### Task
The expected answer is a copy of every line in the listing that has the word "Path".

### Records for processing

════

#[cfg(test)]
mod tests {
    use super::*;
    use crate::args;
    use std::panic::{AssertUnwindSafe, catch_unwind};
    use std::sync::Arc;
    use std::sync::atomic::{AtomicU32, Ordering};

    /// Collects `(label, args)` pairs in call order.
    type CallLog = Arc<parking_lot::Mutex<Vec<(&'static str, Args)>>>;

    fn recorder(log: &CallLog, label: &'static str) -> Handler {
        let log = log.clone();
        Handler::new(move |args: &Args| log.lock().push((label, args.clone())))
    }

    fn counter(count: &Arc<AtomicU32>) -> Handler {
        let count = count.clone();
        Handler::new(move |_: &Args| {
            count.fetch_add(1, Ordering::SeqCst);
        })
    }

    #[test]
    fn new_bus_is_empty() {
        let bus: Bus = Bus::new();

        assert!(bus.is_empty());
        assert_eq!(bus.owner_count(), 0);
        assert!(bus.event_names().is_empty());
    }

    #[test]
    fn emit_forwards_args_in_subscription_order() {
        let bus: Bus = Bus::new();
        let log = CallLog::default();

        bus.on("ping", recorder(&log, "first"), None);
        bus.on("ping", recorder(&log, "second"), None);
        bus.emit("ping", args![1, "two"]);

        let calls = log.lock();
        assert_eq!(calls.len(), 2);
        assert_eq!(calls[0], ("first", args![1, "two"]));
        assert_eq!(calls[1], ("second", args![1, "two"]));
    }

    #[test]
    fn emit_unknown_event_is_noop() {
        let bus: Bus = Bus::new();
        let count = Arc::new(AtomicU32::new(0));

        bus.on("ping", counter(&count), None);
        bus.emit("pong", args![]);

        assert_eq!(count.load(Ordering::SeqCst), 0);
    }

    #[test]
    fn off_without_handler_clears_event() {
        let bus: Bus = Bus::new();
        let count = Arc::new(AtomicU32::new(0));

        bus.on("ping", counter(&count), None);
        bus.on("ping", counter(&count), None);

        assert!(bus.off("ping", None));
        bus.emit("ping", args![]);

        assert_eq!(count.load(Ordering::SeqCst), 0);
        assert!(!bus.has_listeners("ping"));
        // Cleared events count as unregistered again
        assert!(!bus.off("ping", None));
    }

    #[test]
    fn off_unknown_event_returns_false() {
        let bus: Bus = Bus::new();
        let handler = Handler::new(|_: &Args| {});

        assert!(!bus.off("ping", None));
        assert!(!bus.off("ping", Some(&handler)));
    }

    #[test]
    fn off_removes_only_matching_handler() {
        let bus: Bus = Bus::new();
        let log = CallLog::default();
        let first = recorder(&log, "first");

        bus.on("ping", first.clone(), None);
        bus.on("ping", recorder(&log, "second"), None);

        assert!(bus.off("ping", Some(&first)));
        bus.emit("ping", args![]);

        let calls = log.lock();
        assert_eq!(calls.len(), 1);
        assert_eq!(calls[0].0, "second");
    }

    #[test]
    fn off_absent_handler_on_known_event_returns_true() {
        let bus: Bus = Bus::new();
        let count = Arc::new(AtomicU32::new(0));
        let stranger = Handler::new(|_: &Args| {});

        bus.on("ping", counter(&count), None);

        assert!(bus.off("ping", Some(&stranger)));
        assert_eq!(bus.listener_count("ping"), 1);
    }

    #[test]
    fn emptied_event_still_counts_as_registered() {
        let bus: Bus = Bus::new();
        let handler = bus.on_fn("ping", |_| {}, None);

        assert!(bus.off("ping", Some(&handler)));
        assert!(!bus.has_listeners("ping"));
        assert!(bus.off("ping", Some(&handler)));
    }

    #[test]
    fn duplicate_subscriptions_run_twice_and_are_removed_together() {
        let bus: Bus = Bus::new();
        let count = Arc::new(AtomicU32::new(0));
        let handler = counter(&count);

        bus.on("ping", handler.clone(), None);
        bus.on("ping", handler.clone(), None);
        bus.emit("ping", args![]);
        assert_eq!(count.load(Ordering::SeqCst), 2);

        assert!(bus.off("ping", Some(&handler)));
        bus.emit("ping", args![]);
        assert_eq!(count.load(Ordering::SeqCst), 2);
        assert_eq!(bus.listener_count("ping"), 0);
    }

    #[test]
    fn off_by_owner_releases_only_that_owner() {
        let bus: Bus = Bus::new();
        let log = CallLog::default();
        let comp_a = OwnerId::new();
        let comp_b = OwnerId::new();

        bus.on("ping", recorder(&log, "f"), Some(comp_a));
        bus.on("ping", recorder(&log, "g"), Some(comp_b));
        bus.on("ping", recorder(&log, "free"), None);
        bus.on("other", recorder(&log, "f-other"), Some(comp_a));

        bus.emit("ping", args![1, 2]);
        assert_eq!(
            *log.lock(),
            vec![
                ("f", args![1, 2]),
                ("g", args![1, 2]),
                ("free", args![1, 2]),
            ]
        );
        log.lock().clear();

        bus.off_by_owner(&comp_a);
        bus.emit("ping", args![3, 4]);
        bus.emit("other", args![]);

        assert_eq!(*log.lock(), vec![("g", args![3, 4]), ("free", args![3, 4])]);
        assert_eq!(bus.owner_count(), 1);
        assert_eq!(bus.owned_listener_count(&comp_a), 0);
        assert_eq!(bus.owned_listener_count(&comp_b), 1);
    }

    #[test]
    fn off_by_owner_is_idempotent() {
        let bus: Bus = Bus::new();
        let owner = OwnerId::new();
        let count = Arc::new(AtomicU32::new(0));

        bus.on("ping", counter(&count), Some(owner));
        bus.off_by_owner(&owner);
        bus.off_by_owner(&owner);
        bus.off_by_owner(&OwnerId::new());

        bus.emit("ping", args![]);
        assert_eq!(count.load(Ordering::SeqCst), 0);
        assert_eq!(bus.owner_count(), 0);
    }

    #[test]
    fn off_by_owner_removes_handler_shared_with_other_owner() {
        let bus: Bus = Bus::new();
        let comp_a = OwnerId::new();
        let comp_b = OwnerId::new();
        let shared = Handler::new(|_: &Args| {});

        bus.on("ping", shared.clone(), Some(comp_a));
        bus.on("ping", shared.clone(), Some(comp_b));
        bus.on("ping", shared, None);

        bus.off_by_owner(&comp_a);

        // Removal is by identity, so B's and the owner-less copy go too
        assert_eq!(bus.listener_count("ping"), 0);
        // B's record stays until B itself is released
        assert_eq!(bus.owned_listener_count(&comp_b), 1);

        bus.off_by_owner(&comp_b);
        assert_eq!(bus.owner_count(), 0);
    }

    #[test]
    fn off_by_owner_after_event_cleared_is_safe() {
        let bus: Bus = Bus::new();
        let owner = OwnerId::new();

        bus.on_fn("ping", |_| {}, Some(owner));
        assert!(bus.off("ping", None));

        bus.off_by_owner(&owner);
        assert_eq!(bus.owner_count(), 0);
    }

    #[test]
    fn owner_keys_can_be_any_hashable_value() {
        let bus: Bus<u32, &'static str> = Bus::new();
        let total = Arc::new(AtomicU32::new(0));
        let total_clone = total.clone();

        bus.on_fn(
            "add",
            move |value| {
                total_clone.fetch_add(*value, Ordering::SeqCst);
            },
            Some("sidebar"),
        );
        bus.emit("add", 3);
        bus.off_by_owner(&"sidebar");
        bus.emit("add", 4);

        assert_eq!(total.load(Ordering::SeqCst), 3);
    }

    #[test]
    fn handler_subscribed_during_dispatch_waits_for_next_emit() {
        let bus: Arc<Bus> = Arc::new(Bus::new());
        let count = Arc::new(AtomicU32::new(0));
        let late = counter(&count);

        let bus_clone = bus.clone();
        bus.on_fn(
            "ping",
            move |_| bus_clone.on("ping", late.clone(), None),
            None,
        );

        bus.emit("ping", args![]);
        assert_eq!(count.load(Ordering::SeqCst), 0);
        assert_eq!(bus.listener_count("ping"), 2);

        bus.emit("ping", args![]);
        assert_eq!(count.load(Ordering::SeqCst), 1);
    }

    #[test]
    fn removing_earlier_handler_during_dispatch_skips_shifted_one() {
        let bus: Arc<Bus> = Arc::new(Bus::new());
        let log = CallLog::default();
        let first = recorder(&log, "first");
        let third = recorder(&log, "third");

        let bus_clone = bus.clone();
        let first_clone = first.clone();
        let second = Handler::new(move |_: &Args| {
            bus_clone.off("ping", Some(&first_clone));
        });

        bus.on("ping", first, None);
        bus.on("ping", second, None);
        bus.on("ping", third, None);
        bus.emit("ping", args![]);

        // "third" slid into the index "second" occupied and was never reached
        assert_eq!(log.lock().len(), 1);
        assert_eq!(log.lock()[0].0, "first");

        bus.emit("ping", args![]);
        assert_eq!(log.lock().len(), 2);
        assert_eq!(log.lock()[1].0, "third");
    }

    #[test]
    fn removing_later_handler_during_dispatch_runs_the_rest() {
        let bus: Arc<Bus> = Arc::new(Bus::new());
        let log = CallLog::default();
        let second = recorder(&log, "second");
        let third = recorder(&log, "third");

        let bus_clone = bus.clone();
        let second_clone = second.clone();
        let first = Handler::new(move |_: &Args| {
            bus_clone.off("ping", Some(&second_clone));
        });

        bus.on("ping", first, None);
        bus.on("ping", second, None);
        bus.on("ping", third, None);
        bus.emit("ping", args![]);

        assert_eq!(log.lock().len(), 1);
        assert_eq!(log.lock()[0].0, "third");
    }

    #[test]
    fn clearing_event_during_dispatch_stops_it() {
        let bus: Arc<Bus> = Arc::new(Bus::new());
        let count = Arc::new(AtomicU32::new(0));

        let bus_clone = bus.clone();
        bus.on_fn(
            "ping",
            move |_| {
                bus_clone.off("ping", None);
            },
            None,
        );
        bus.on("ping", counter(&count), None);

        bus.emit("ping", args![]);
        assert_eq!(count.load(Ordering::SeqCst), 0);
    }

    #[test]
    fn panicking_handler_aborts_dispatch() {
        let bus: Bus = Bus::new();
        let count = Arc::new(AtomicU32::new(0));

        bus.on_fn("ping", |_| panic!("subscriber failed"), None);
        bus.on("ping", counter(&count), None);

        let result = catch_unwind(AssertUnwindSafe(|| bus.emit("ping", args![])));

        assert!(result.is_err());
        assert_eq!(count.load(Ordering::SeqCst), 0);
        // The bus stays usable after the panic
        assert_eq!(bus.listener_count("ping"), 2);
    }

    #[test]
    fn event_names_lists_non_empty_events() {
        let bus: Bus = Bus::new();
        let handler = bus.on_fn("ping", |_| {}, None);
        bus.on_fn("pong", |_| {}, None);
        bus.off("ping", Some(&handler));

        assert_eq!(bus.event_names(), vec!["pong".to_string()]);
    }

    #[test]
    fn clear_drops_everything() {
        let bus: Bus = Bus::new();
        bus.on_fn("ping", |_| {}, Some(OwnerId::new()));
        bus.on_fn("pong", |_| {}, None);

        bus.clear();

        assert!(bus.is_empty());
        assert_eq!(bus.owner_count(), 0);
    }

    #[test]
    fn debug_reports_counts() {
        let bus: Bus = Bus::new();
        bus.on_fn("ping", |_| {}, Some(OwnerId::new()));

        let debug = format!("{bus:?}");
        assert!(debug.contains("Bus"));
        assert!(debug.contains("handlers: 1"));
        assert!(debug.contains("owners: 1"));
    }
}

════

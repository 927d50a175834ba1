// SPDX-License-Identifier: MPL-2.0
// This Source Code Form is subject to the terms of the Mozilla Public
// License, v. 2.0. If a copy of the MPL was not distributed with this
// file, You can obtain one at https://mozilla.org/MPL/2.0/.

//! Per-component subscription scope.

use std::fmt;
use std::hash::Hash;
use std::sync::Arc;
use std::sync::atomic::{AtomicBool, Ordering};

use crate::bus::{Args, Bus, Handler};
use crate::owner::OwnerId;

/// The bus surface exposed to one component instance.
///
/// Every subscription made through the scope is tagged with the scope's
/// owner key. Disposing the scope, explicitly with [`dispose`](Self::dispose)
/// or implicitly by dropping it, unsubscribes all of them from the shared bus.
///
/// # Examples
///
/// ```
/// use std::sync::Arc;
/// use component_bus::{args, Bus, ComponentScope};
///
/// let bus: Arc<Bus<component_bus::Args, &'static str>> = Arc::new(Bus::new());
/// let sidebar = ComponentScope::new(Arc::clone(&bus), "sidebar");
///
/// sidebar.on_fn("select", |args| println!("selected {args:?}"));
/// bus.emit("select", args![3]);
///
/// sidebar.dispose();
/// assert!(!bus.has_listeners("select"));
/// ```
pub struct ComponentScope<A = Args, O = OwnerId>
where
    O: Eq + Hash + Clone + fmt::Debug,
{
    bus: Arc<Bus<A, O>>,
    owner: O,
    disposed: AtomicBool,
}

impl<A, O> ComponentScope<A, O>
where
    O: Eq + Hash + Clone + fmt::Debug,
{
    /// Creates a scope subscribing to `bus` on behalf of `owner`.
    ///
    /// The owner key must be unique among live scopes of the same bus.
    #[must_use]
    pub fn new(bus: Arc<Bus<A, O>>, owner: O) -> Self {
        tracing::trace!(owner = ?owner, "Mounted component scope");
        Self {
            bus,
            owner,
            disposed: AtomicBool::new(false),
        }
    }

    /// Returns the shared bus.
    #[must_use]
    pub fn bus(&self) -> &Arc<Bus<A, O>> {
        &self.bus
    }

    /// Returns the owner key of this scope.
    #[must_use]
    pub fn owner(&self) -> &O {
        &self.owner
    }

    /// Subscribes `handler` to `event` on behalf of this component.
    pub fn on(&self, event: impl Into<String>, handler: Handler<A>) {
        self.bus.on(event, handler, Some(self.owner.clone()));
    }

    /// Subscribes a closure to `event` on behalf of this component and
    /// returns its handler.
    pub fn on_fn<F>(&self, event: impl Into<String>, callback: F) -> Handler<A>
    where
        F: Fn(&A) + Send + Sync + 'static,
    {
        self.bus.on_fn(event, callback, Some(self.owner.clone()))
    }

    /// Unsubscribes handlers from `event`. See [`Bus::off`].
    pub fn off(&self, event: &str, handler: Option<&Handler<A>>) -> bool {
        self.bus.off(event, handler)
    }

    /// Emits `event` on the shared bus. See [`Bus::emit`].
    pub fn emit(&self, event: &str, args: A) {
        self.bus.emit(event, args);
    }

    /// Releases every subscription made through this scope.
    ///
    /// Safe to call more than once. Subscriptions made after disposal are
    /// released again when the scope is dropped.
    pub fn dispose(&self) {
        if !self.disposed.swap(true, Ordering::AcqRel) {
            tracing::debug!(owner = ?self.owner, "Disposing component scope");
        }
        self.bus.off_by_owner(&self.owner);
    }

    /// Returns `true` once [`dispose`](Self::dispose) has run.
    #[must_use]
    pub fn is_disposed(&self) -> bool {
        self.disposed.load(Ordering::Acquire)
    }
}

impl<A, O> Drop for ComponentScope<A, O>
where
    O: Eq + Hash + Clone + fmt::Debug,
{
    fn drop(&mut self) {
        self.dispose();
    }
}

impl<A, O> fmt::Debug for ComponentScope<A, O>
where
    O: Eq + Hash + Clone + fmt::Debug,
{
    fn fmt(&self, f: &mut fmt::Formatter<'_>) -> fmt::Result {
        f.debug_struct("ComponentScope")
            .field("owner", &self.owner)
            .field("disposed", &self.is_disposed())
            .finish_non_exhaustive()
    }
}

════

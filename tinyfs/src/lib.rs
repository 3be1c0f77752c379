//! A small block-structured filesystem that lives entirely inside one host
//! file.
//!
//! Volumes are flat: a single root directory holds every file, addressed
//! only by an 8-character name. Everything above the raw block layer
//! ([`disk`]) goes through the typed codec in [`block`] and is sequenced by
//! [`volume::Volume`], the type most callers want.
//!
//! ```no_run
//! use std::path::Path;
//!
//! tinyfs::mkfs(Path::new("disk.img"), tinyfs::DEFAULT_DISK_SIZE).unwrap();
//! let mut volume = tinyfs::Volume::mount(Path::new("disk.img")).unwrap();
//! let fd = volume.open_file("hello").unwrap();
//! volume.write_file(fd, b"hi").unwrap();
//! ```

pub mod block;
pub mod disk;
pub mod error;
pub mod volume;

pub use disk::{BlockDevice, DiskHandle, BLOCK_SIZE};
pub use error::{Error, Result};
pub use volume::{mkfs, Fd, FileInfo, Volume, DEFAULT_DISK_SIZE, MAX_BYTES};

════

### Written solution
//! use std::path::Path;
//! tinyfs::mkfs(Path::new("disk.img"), tinyfs::DEFAULT_DISK_SIZE).unwrap();
//! let mut volume = tinyfs::Volume::mount(Path::new("disk.img")).unwrap();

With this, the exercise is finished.